Stored data entries:
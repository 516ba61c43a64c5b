pub mod preprocess;
pub mod vision;

pub use preprocess::*;
pub use vision::*;

use thiserror::Error;

#[derive(Error, Debug)]
pub enum ExtractionError {
    #[error("Vision provider not reachable at {0}")]
    ProviderUnreachable(String),

    #[error("Vision request timed out after {0}s")]
    Timeout(u64),

    #[error("Vision provider error (HTTP {status}): {body}")]
    Api { status: u16, body: String },

    #[error("Vision provider returned an empty completion")]
    EmptyCompletion,

    #[error("Failed to parse provider response: {0}")]
    ResponseParsing(String),

    #[error("HTTP client error: {0}")]
    HttpClient(String),
}
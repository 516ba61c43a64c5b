//! Text extraction from lab-report photos via a vision-capable model.
//!
//! The provider is asked for plain line-oriented text, one marker per line —
//! structuring the rows is this crate's job (the parser's), not the model's.
//! Provider failures and blank completions are hard errors: the caller must
//! offer a retry or a switch to manual text entry, never fabricated data.

use std::sync::Arc;

use serde::{Deserialize, Serialize};

use super::ExtractionError;

/// Mime types the adapter accepts from the upload layer.
const ALLOWED_MIME_TYPES: &[&str] = &["image/jpeg", "image/png", "image/gif", "image/webp"];

/// Fallback when the upload layer sends nothing usable.
const DEFAULT_MIME_TYPE: &str = "image/jpeg";

/// Fixed extraction instruction. Plain text out, one row per marker,
/// reference interval kept in parentheses when the report prints one.
const EXTRACTION_SYSTEM_PROMPT: &str = "\
You are a medical lab report transcriber. Extract EVERY row of the blood test \
in the image as plain text, one line per marker, in the exact form:\n\
<name>: <value> <unit> (референс: <min>-<max>)\n\
Omit the parenthesized part when the report shows no reference interval. \
Keep original marker names and units exactly as printed, including Russian. \
Include handwritten annotations as their own lines. \
Output only the lines — no commentary, no tables, no JSON.";

const EXTRACTION_USER_PROMPT: &str =
    "Transcribe all biomarker rows from this lab report image.";

/// Vision model client abstraction (allows mocking).
///
/// `mime_type` is part of the provider boundary; backends that transmit raw
/// base64 (Ollama) may ignore it.
pub trait VisionClient: Send + Sync {
    fn chat_with_image(
        &self,
        model: &str,
        prompt: &str,
        system: Option<&str>,
        image_base64: &str,
        mime_type: &str,
    ) -> Result<String, ExtractionError>;
}

/// Normalize a caller-supplied mime type against the allow-list.
/// Missing or unrecognized values fall back to jpeg — never a rejection.
pub fn normalize_mime_type(mime_type: Option<&str>) -> &'static str {
    match mime_type {
        Some(m) => ALLOWED_MIME_TYPES
            .iter()
            .find(|allowed| allowed.eq_ignore_ascii_case(m.trim()))
            .copied()
            .unwrap_or(DEFAULT_MIME_TYPE),
        None => DEFAULT_MIME_TYPE,
    }
}

/// Text Extraction Adapter: turns a lab-report photo into raw line text.
pub struct LabTextExtractor {
    client: Arc<dyn VisionClient>,
    model: String,
}

impl LabTextExtractor {
    pub fn new(client: Arc<dyn VisionClient>, model: String) -> Self {
        Self { client, model }
    }

    /// Extract line-oriented lab text from a base64-encoded image.
    ///
    /// Errors on provider failure or an empty completion; the result is
    /// never silently substituted.
    pub fn extract_text(
        &self,
        image_base64: &str,
        mime_type: Option<&str>,
    ) -> Result<String, ExtractionError> {
        let mime = normalize_mime_type(mime_type);

        let _span = tracing::info_span!(
            "vision_extract",
            model = %self.model,
            mime,
            image_size = image_base64.len(),
        )
        .entered();
        let start = std::time::Instant::now();

        let text = self.client.chat_with_image(
            &self.model,
            EXTRACTION_USER_PROMPT,
            Some(EXTRACTION_SYSTEM_PROMPT),
            image_base64,
            mime,
        )?;

        if text.trim().is_empty() {
            return Err(ExtractionError::EmptyCompletion);
        }

        tracing::info!(
            model = %self.model,
            elapsed_ms = %start.elapsed().as_millis(),
            text_len = text.len(),
            "Vision extraction complete"
        );

        Ok(text)
    }
}

// ---------------------------------------------------------------------------
// Ollama-backed client
// ---------------------------------------------------------------------------

/// Vision client backed by a local Ollama instance (`/api/chat`).
pub struct OllamaVisionClient {
    base_url: String,
    client: reqwest::blocking::Client,
    timeout_secs: u64,
}

impl OllamaVisionClient {
    pub fn new(base_url: &str, timeout_secs: u64) -> Self {
        let client = reqwest::blocking::Client::builder()
            .timeout(std::time::Duration::from_secs(timeout_secs))
            .build()
            .expect("Failed to create HTTP client");

        Self {
            base_url: base_url.trim_end_matches('/').to_string(),
            client,
            timeout_secs,
        }
    }
}

#[derive(Serialize)]
struct ChatRequest<'a> {
    model: &'a str,
    messages: Vec<ChatMessage<'a>>,
    stream: bool,
}

#[derive(Serialize)]
struct ChatMessage<'a> {
    role: &'a str,
    content: &'a str,
    #[serde(skip_serializing_if = "Option::is_none")]
    images: Option<Vec<&'a str>>,
}

#[derive(Deserialize)]
struct ChatResponse {
    message: ChatResponseMessage,
}

#[derive(Deserialize)]
struct ChatResponseMessage {
    content: String,
}

impl VisionClient for OllamaVisionClient {
    fn chat_with_image(
        &self,
        model: &str,
        prompt: &str,
        system: Option<&str>,
        image_base64: &str,
        _mime_type: &str,
    ) -> Result<String, ExtractionError> {
        let url = format!("{}/api/chat", self.base_url);

        let mut messages = Vec::new();
        if let Some(system) = system {
            messages.push(ChatMessage {
                role: "system",
                content: system,
                images: None,
            });
        }
        messages.push(ChatMessage {
            role: "user",
            content: prompt,
            images: Some(vec![image_base64]),
        });

        let body = ChatRequest {
            model,
            messages,
            stream: false,
        };

        let response = self.client.post(&url).json(&body).send().map_err(|e| {
            if e.is_connect() {
                ExtractionError::ProviderUnreachable(self.base_url.clone())
            } else if e.is_timeout() {
                ExtractionError::Timeout(self.timeout_secs)
            } else {
                ExtractionError::HttpClient(e.to_string())
            }
        })?;

        let status = response.status();
        if !status.is_success() {
            let body = response.text().unwrap_or_default();
            return Err(ExtractionError::Api {
                status: status.as_u16(),
                body,
            });
        }

        let parsed: ChatResponse = response
            .json()
            .map_err(|e| ExtractionError::ResponseParsing(e.to_string()))?;

        Ok(parsed.message.content)
    }
}

// ---------------------------------------------------------------------------
// Mock client (testing)
// ---------------------------------------------------------------------------

/// Mock vision client returning a configured response or error.
pub struct MockVisionClient {
    response: Result<String, String>,
}

impl MockVisionClient {
    pub fn new(response: &str) -> Self {
        Self {
            response: Ok(response.to_string()),
        }
    }

    pub fn failing(message: &str) -> Self {
        Self {
            response: Err(message.to_string()),
        }
    }
}

impl VisionClient for MockVisionClient {
    fn chat_with_image(
        &self,
        _model: &str,
        _prompt: &str,
        _system: Option<&str>,
        _image_base64: &str,
        _mime_type: &str,
    ) -> Result<String, ExtractionError> {
        match &self.response {
            Ok(text) => Ok(text.clone()),
            Err(msg) => Err(ExtractionError::Api {
                status: 500,
                body: msg.clone(),
            }),
        }
    }
}

#[cfg(test)]
mod tests {
    use super::*;

    // ── normalize_mime_type ──

    #[test]
    fn known_mime_types_pass_through() {
        assert_eq!(normalize_mime_type(Some("image/png")), "image/png");
        assert_eq!(normalize_mime_type(Some("image/webp")), "image/webp");
        assert_eq!(normalize_mime_type(Some("IMAGE/GIF")), "image/gif");
    }

    #[test]
    fn missing_or_unknown_mime_defaults_to_jpeg() {
        assert_eq!(normalize_mime_type(None), "image/jpeg");
        assert_eq!(normalize_mime_type(Some("application/pdf")), "image/jpeg");
        assert_eq!(normalize_mime_type(Some("")), "image/jpeg");
    }

    // ── LabTextExtractor ──

    #[test]
    fn extract_returns_provider_text() {
        let client = Arc::new(MockVisionClient::new(
            "Гемоглобин: 145 г/л (референс: 110-160)\nГлюкоза: 5.2 ммоль/л",
        ));
        let extractor = LabTextExtractor::new(client, "llava:13b".into());

        let text = extractor.extract_text("aGVsbG8=", Some("image/png")).unwrap();
        assert!(text.contains("Гемоглобин"));
        assert!(text.lines().count() == 2);
    }

    #[test]
    fn empty_completion_is_an_error() {
        let client = Arc::new(MockVisionClient::new("   \n  "));
        let extractor = LabTextExtractor::new(client, "llava:13b".into());

        let err = extractor.extract_text("aGVsbG8=", None).unwrap_err();
        assert!(matches!(err, ExtractionError::EmptyCompletion));
    }

    #[test]
    fn provider_failure_propagates() {
        let client = Arc::new(MockVisionClient::failing("model not loaded"));
        let extractor = LabTextExtractor::new(client, "llava:13b".into());

        let err = extractor.extract_text("aGVsbG8=", None).unwrap_err();
        assert!(matches!(err, ExtractionError::Api { status: 500, .. }));
    }

    #[test]
    fn invalid_mime_does_not_reject() {
        let client = Arc::new(MockVisionClient::new("Гемоглобин: 145 г/л"));
        let extractor = LabTextExtractor::new(client, "llava:13b".into());

        // Unknown mime falls back to jpeg and the call still succeeds
        let text = extractor
            .extract_text("aGVsbG8=", Some("text/plain"))
            .unwrap();
        assert!(text.contains("145"));
    }

    #[test]
    fn system_prompt_pins_line_format() {
        assert!(EXTRACTION_SYSTEM_PROMPT.contains("референс"));
        assert!(EXTRACTION_SYSTEM_PROMPT.contains("<name>: <value> <unit>"));
    }
}
use crate::db::DatabaseError;
use serde::{Deserialize, Serialize};

/// Macro to generate enum with as_str + std::str::FromStr pattern
macro_rules! str_enum {
    ($name:ident { $($variant:ident => $s:literal),+ $(,)? }) => {
        #[derive(Debug, Clone, Copy, PartialEq, Eq, Serialize, Deserialize)]
        #[serde(rename_all = "snake_case")]
        pub enum $name {
            $($variant),+
        }

        impl $name {
            pub fn as_str(&self) -> &'static str {
                match self {
                    $(Self::$variant => $s),+
                }
            }
        }

        impl std::str::FromStr for $name {
            type Err = DatabaseError;

            fn from_str(s: &str) -> Result<Self, Self::Err> {
                match s {
                    $($s => Ok(Self::$variant)),+,
                    _ => Err(DatabaseError::InvalidEnum {
                        field: stringify!($name).into(),
                        value: s.into(),
                    }),
                }
            }
        }
    };
}

str_enum!(AnalysisStatus {
    Pending => "pending",
    Analyzed => "analyzed",
    Failed => "failed",
});

str_enum!(MarkerStatus {
    Normal => "normal",
    Low => "low",
    High => "high",
    Critical => "critical",
    Unknown => "unknown",
});

str_enum!(MarkerCategory {
    Blood => "blood",
    Immunity => "immunity",
    Coagulation => "coagulation",
    Metabolism => "metabolism",
    Lipids => "lipids",
    Cardiovascular => "cardiovascular",
    Kidney => "kidney",
    Liver => "liver",
    Hormonal => "hormonal",
    Other => "other",
});

str_enum!(Importance {
    High => "high",
    Medium => "medium",
    Low => "low",
});

impl MarkerStatus {
    /// Lenient parse for values arriving from the AI analysis boundary.
    /// Unknown strings degrade to `Unknown` instead of erroring.
    pub fn from_str_lenient(s: &str) -> Self {
        s.parse().unwrap_or(Self::Unknown)
    }
}

impl MarkerCategory {
    /// Lenient parse for values arriving from the AI analysis boundary.
    pub fn from_str_lenient(s: &str) -> Self {
        s.parse().unwrap_or(Self::Other)
    }
}
use serde::{Deserialize, Serialize};

use super::AnalysisError;

/// LLM client abstraction (allows mocking).
pub trait LlmClient: Send + Sync {
    fn generate(&self, model: &str, prompt: &str, system: &str) -> Result<String, AnalysisError>;
}

/// Ollama HTTP client for local LLM inference.
pub struct OllamaClient {
    base_url: String,
    client: reqwest::blocking::Client,
    timeout_secs: u64,
}

impl OllamaClient {
    /// Create a new OllamaClient pointing at a local Ollama instance.
    pub fn new(base_url: &str, timeout_secs: u64) -> Self {
        let client = reqwest::blocking::Client::builder()
            .timeout(std::time::Duration::from_secs(timeout_secs))
            .build()
            .expect("Failed to create HTTP client");

        Self {
            base_url: base_url.trim_end_matches('/').to_string(),
            client,
            timeout_secs,
        }
    }

    /// Default Ollama instance at localhost:11434 with 5-minute timeout.
    pub fn default_local() -> Self {
        Self::new("http://localhost:11434", 300)
    }
}

/// Request body for Ollama /api/generate
#[derive(Serialize)]
struct OllamaGenerateRequest<'a> {
    model: &'a str,
    prompt: &'a str,
    system: &'a str,
    stream: bool,
}

/// Response body from Ollama /api/generate
#[derive(Deserialize)]
struct OllamaGenerateResponse {
    response: String,
}

impl LlmClient for OllamaClient {
    fn generate(&self, model: &str, prompt: &str, system: &str) -> Result<String, AnalysisError> {
        let url = format!("{}/api/generate", self.base_url);
        let body = OllamaGenerateRequest {
            model,
            prompt,
            system,
            stream: false,
        };

        let response = self.client.post(&url).json(&body).send().map_err(|e| {
            if e.is_connect() {
                AnalysisError::ProviderUnreachable(self.base_url.clone())
            } else if e.is_timeout() {
                AnalysisError::Timeout(self.timeout_secs)
            } else {
                AnalysisError::HttpClient(e.to_string())
            }
        })?;

        let status = response.status();
        if !status.is_success() {
            let body = response.text().unwrap_or_default();
            return Err(AnalysisError::Api {
                status: status.as_u16(),
                body,
            });
        }

        let parsed: OllamaGenerateResponse = response
            .json()
            .map_err(|e| AnalysisError::MalformedResponse(e.to_string()))?;

        Ok(parsed.response)
    }
}

/// Mock LLM client returning a configured response or error.
pub struct MockLlmClient {
    response: Result<String, String>,
}

impl MockLlmClient {
    pub fn new(response: &str) -> Self {
        Self {
            response: Ok(response.to_string()),
        }
    }

    pub fn failing(message: &str) -> Self {
        Self {
            response: Err(message.to_string()),
        }
    }
}

impl LlmClient for MockLlmClient {
    fn generate(&self, _model: &str, _prompt: &str, _system: &str) -> Result<String, AnalysisError> {
        match &self.response {
            Ok(text) => Ok(text.clone()),
            Err(msg) => Err(AnalysisError::Api {
                status: 500,
                body: msg.clone(),
            }),
        }
    }
}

## Problem
The answer must be a single number: the count of lines in the data that include the word "Other".

## Answer section
2